I’m especially excited this year because CHMP Poet-in-Residence Joy Jacobson and I will lead a two-day preconference writing workshop, Writers as Healers, Healers as Writers, on Tuesday and Wednesday, April 8 – 9. There’s still time to sign up.
We don’t follow the format of the traditional writing workshop, in which participants critique drafts of stories, poems, or essays with an eye to improving their literary value. Rather, the focus of our workshops is on the writing process as an act of discovery and healing. We base our approach on the expressive writing method pioneered by psychologist James W. Pennebaker and colleagues, who have demonstrated a wide range of physical and emotional health benefits associated with intensive writing about trauma and other emotionally charged events. We’ve also adapted the methods outlined in Louise DeSalvo’s Writing as a Way of Healing: How Telling Our Stories Transforms Our Lives, itself an elaboration of Pennebaker’s expressive writing technique.
Also due in April is Expressive Writing: Words that Heal, coauthored by Pennebaker and John Evans.
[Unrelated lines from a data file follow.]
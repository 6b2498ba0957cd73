//! Routes file bytes to the extractor registered for their MIME type.

use std::sync::Arc;

use crate::error::{ExtractError, ExtractResult};
use crate::types::ExtractedText;
use crate::Extractor;

/// Ordered set of extractors. The first one that accepts a type handles it.
pub struct ExtractionPipeline {
    extractors: Vec<Arc<dyn Extractor>>,
}

impl ExtractionPipeline {
    /// Pipeline with no extractors; every type is unsupported.
    pub fn new() -> Self {
        Self {
            extractors: Vec::new(),
        }
    }

    /// Pipeline over every extractor enabled at compile time.
    pub fn with_defaults() -> Self {
        Self {
            extractors: crate::ExtractorFactory::all(),
        }
    }

    pub fn add_extractor(mut self, extractor: Arc<dyn Extractor>) -> Self {
        self.extractors.push(extractor);
        self
    }

    /// Extract text from `content` declared as `mime_type`.
    ///
    /// Parameters such as `; charset=utf-8` and letter case are ignored when
    /// picking the extractor.
    pub async fn extract(&self, content: &[u8], mime_type: &str) -> ExtractResult<ExtractedText> {
        let essence = essence(mime_type);
        let extractor = self
            .extractors
            .iter()
            .find(|e| e.supports(&essence))
            .ok_or_else(|| ExtractError::UnsupportedType(mime_type.to_string()))?;

        tracing::debug!(
            extractor = extractor.name(),
            mime_type = %essence,
            bytes = content.len(),
            "Routing file to extractor"
        );
        extractor.extract(content).await
    }
}

impl Default for ExtractionPipeline {
    fn default() -> Self {
        Self::with_defaults()
    }
}

fn essence(mime_type: &str) -> String {
    mime_type
        .split(';')
        .next()
        .unwrap_or_default()
        .trim()
        .to_ascii_lowercase()
}
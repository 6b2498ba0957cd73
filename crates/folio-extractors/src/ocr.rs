//! Image OCR via Tesseract.

use async_trait::async_trait;

use crate::error::{ExtractError, ExtractResult};
use crate::types::{ExtractedText, ExtractionMethod};
use crate::Extractor;

/// Tesseract settings.
#[derive(Debug, Clone)]
pub struct OcrConfig {
    /// Tesseract language code(s), e.g. `eng` or `eng+deu`.
    pub lang: String,
    /// Rendering resolution hint passed to Tesseract.
    pub dpi: Option<i32>,
}

impl Default for OcrConfig {
    fn default() -> Self {
        Self {
            lang: "eng".to_string(),
            dpi: Some(150),
        }
    }
}

/// Extracts text from scanned images with Tesseract.
///
/// Requires the `tesseract` binary on `PATH`. When it is missing the error
/// message carries the `TesseractNotFoundError` signature.
#[derive(Debug, Clone, Default)]
pub struct OcrExtractor {
    config: OcrConfig,
}

impl OcrExtractor {
    pub fn new() -> Self {
        Self::default()
    }

    pub fn with_config(config: OcrConfig) -> Self {
        Self { config }
    }

    /// Detect image format from bytes.
    fn detect_format(content: &[u8]) -> ExtractResult<&'static str> {
        if content.len() < 8 {
            return Err(ExtractError::Image("Content too short".to_string()));
        }

        if content.starts_with(&[0x89, 0x50, 0x4E, 0x47]) {
            Ok("png")
        } else if content.starts_with(&[0xFF, 0xD8, 0xFF]) {
            Ok("jpeg")
        } else if content.starts_with(b"GIF87a") || content.starts_with(b"GIF89a") {
            Ok("gif")
        } else if content.starts_with(b"RIFF") && content.len() > 12 && &content[8..12] == b"WEBP" {
            Ok("webp")
        } else {
            Err(ExtractError::Image("Unknown image format".to_string()))
        }
    }
}

#[async_trait]
impl Extractor for OcrExtractor {
    async fn extract(&self, content: &[u8]) -> ExtractResult<ExtractedText> {
        use rusty_tesseract::{Args, Image};

        let format = Self::detect_format(content)?;
        let content = content.to_vec();
        let args = Args {
            lang: self.config.lang.clone(),
            dpi: self.config.dpi,
            ..Args::default()
        };

        // Run Tesseract in blocking task to avoid blocking async runtime
        let text = tokio::task::spawn_blocking(move || {
            let img = image::load_from_memory(&content)
                .map_err(|e| ExtractError::Image(e.to_string()))?;

            // Convert to grayscale format Tesseract expects
            let gray = image::DynamicImage::ImageLuma8(img.to_luma8());
            let tesseract_image =
                Image::from_dynamic_image(&gray).map_err(|e| ExtractError::Image(e.to_string()))?;

            rusty_tesseract::image_to_string(&tesseract_image, &args).map_err(tess_error)
        })
        .await??;

        tracing::debug!(format, chars = text.len(), "OCR finished");
        Ok(ExtractedText::new(text, ExtractionMethod::Ocr).with_page_count(1))
    }

    fn supported_types(&self) -> &[&str] {
        &["image/png", "image/jpeg", "image/gif", "image/webp"]
    }

    fn name(&self) -> &str {
        "tesseract"
    }
}

/// A missing binary keeps the `TesseractNotFoundError` signature.
fn tess_error(e: rusty_tesseract::TessError) -> ExtractError {
    match e {
        rusty_tesseract::TessError::TesseractNotFoundError => {
            ExtractError::TesseractNotFound(e.to_string())
        }
        other => ExtractError::Ocr(other.to_string()),
    }
}

#[cfg(test)]
mod tests {
    use super::*;

    #[test]
    fn test_format_detection_png() {
        let png = vec![0x89, 0x50, 0x4E, 0x47, 0x0D, 0x0A, 0x1A, 0x0A];
        assert_eq!(OcrExtractor::detect_format(&png).unwrap(), "png");
    }

    #[test]
    fn test_format_detection_jpeg() {
        let jpeg = vec![0xFF, 0xD8, 0xFF, 0xE0, 0x00, 0x10, 0x4A, 0x46];
        assert_eq!(OcrExtractor::detect_format(&jpeg).unwrap(), "jpeg");
    }

    #[test]
    fn test_format_detection_webp() {
        let mut webp = Vec::new();
        webp.extend_from_slice(b"RIFF");
        webp.extend_from_slice(&[0x00, 0x00, 0x00, 0x00]);
        webp.extend_from_slice(b"WEBP");
        webp.extend_from_slice(&[0x00]);
        assert_eq!(OcrExtractor::detect_format(&webp).unwrap(), "webp");
    }

    #[test]
    fn test_format_detection_rejects_unknown_and_short() {
        assert!(OcrExtractor::detect_format(&[0u8; 8]).is_err());
        assert!(OcrExtractor::detect_format(&[0x89, 0x50]).is_err());
    }

    #[tokio::test]
    async fn test_unknown_bytes_fail_before_tesseract() {
        let result = OcrExtractor::new().extract(b"definitely not an image").await;
        assert!(matches!(result, Err(ExtractError::Image(_))));
    }

    #[test]
    fn test_missing_tesseract_is_dependency_missing() {
        use folio_core::{ErrorClass, ErrorClassifier, ExtractionFailure};

        let error = tess_error(rusty_tesseract::TessError::TesseractNotFoundError);
        assert!(matches!(error, ExtractError::TesseractNotFound(_)));
        assert!(error.to_string().starts_with("TesseractNotFoundError"));

        let classified = ErrorClassifier::new().classify(&ExtractionFailure::from(error));
        assert_eq!(classified.class, ErrorClass::DependencyMissing);
    }

    #[test]
    fn test_supports() {
        let extractor = OcrExtractor::new();
        assert!(extractor.supports("image/png"));
        assert!(!extractor.supports("application/pdf"));
        assert_eq!(extractor.name(), "tesseract");
    }
}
According to the Amazon blurb, “It explains why writing can often be more helpful than talking when dealing with trauma, and it prepares the reader for their writing experience. The book looks at the most serious issues and helps the reader process them. From the instructions: ‘Write about what keeps you awake at night. The emotional upheaval bothering you the most and keeping you awake at night is a good place to start writing.’”
Joy and I will post from the conference. Stay tuned. And enjoy the Rite of Spring!
–Jim Stubenrauch is a senior fellow at the Center for Health, Media & Policy
and teaches writing at the Hunter-Bellevue School of Nursing.